Ross’ NYE Scotch eggs – Recipe
So I’ve been very conscious of trying to keep my food writing to restaurants, the occasional rant about pineapples and events. Recipes are something that I’ve not put my toe into , I can cook but I prefer just copying from recipes – I want to eat the food that I cook and putting that to chance and instinct scares me a little. Saying that though I did move out of my comfort zone rather this NYE by offering to make Scotch eggs for the dinner party and drink-up I attend that has now become a rather nice little tradition. Not only were they delicious but they were actually pretty damn easy to make!
So what made these so good? I would say the southern style crust, something I set out to achieve from the start. The thing that always stands out for me on my American trips is the quality of the fried chicken coating (think KFC then think of something crisp and full of taste and texture) and I wanted to try and recreate that by using breadcrumb from a bread with a hard crust; I went for a mini ciabatta and it worked like a charm. I was happy that they weren’t fresh out of the oven so a bit more dry than you would buy if you had sandwich based plans for them.
So being a fan of a challenge I decided that I would make 16 of the beauties, this meant that I did buy rather a large amount of ingredients. For simplicity here I’ll cut the amount down to a more manageable 6. If you decide that 6 just isn’t enough I would recommend making them in batches of 6 anyways – the good news is that they keep pretty well in their ‘uncooked state’ so they can be prepared (wrapped and coated) then finished off (fried) and be lovely and fresh when you need them to be.
Ingredients (for 6)
- 500g good sausage meat (I just skinned some sausages rather than actually look for sausage meat on its own)
- 6 eggs
- 1 mini ciabatta loaf
- a pinch of thyme
- a pinch of dried basil
- a teaspoon of something spicy – I used some hot paprika (a special from Hungary)
- a plate of flour (enough to dust the eggs)
- 1 beaten egg
- 3 liters of vegetable oil (enough for deep frying the eggs)
- Boil the eggs. If you’re looking for a runny yolk (recommended) boil them for about 4 and a half minutes. Once they are done place them in a bowl of iced water. This will stop them cooking anymore and also ensure that you don’t burn your hands when picking them up later.
- Mix your sausage meat, herbs and spiced powder together. Put in the fridge to firm it up slightly.
- Get 4 bowls that you’ll be putting the ingredients for covering your eggs in. Quarter fill one with plain flour, one with your beaten egg and half fill the other two with your breadcrumbs; I get pissed off when after a few rounds of flouring and egging your breadcrumbs become soggy so to ensure my coating stayed crisp I split the crumbs into two and it worked perfectly and soggy, sloppy crumbs were avoided.

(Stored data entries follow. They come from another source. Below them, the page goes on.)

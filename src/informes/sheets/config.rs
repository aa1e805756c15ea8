use std::path::{Path, PathBuf};

/// Directory holding the generated NIIF reports.
pub const REPORTS_ROOT: &str = "/home/ubuntu/informes_niif";

/// A named report file taking part in the comparison.
#[derive(Debug, Clone, PartialEq, Eq)]
pub struct Group {
    pub label: String,
    pub path: PathBuf,
}

impl Group {
    pub fn new(label: impl Into<String>, path: impl Into<PathBuf>) -> Self {
        Self {
            label: label.into(),
            path: path.into(),
        }
    }
}

/// Ordered list of groups compared in a single run. The order of `groups`
/// determines the column order of the rendered table.
#[derive(Debug, Clone, PartialEq, Eq)]
pub struct ComparisonConfig {
    pub groups: Vec<Group>,
}

impl ComparisonConfig {
    pub fn new(groups: Vec<Group>) -> Self {
        Self { groups }
    }
}

impl Default for ComparisonConfig {
    /// The four 2024-12-31 reports for entity ID20037.
    fn default() -> Self {
        let root = Path::new(REPORTS_ROOT);
        Self::new(vec![
            Group::new(
                "Grupo 1",
                root.join("Grupo 1/Grupo1_Individual_Directo_ID20037_2024-12-31.xlsx"),
            ),
            Group::new(
                "Grupo 2",
                root.join("Grupo 2/Grupo2_Individual_Indirecto_ID20037_2024-12-31.xlsx"),
            ),
            Group::new("Grupo 3", root.join("Grupo 3/Grupo3_ID20037_2024-12-31.xlsx")),
            Group::new("R414", root.join("R414/R414Ind_ID20037_2024-12-31.xlsx")),
        ])
    }
}
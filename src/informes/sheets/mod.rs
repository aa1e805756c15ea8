pub mod compare;
pub mod config;
pub mod error;
pub mod io;
pub mod matrix;
pub mod report;

pub use error::{Result, ToolError};
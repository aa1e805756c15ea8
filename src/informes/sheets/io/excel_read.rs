use std::path::Path;

use calamine::{Reader, Xlsx, open_workbook};
use tracing::{debug, warn};

use crate::informes::sheets::error::{Result, ToolError};
use crate::informes::sheets::matrix::SheetSet;

/// Reads the worksheet names of the workbook stored at `path`.
///
/// Only the workbook metadata is parsed; no worksheet cells are loaded. The
/// workbook handle is closed before the names are returned.
pub fn read_sheet_names(path: &Path) -> Result<SheetSet> {
    if !path.exists() {
        return Err(ToolError::MissingInput(path.to_path_buf()));
    }

    let workbook: Xlsx<_> = open_workbook(path).map_err(|source| ToolError::WorkbookRead {
        path: path.to_path_buf(),
        source,
    })?;
    let names: SheetSet = workbook
        .sheet_names()
        .iter()
        .map(|name| name.to_string())
        .collect();
    drop(workbook);

    Ok(names)
}

/// Reads the worksheet names at `path`, treating any failure as an empty
/// workbook. Missing files are silent; unreadable ones emit a warning.
pub fn sheets_or_empty(path: &Path) -> SheetSet {
    match read_sheet_names(path) {
        Ok(names) => {
            debug!(path = %path.display(), sheet_count = names.len(), "read worksheet names");
            names
        }
        Err(ToolError::MissingInput(_)) => {
            debug!(path = %path.display(), "report not found, assuming no sheets");
            SheetSet::new()
        }
        Err(error) => {
            warn!(path = %path.display(), "{error}");
            SheetSet::new()
        }
    }
}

- Shell the eggs. Be careful to not break the yolk, no one likes broken eggs and you’ll have to make another one.
- Get your sausage meat out of the fridge and split into 6 even balls.
- Take a ‘meat ball’ and place it in the palm of your hand and flatten if with your other. A good approach I found was to smack it down and push it out with the flat of your hand. You’re looking to have the meat cover your entire hand (palm and fingers).
- Place the shelled egg into the center of the flatted meat and close your hand around the egg. Ensure to close all gaps in the meat and once done set aside.
- Flour, egg and breadcrumb your meat-wrapped egg and place on a plate. Repeat the wrapping and coating stage with the remaining 5.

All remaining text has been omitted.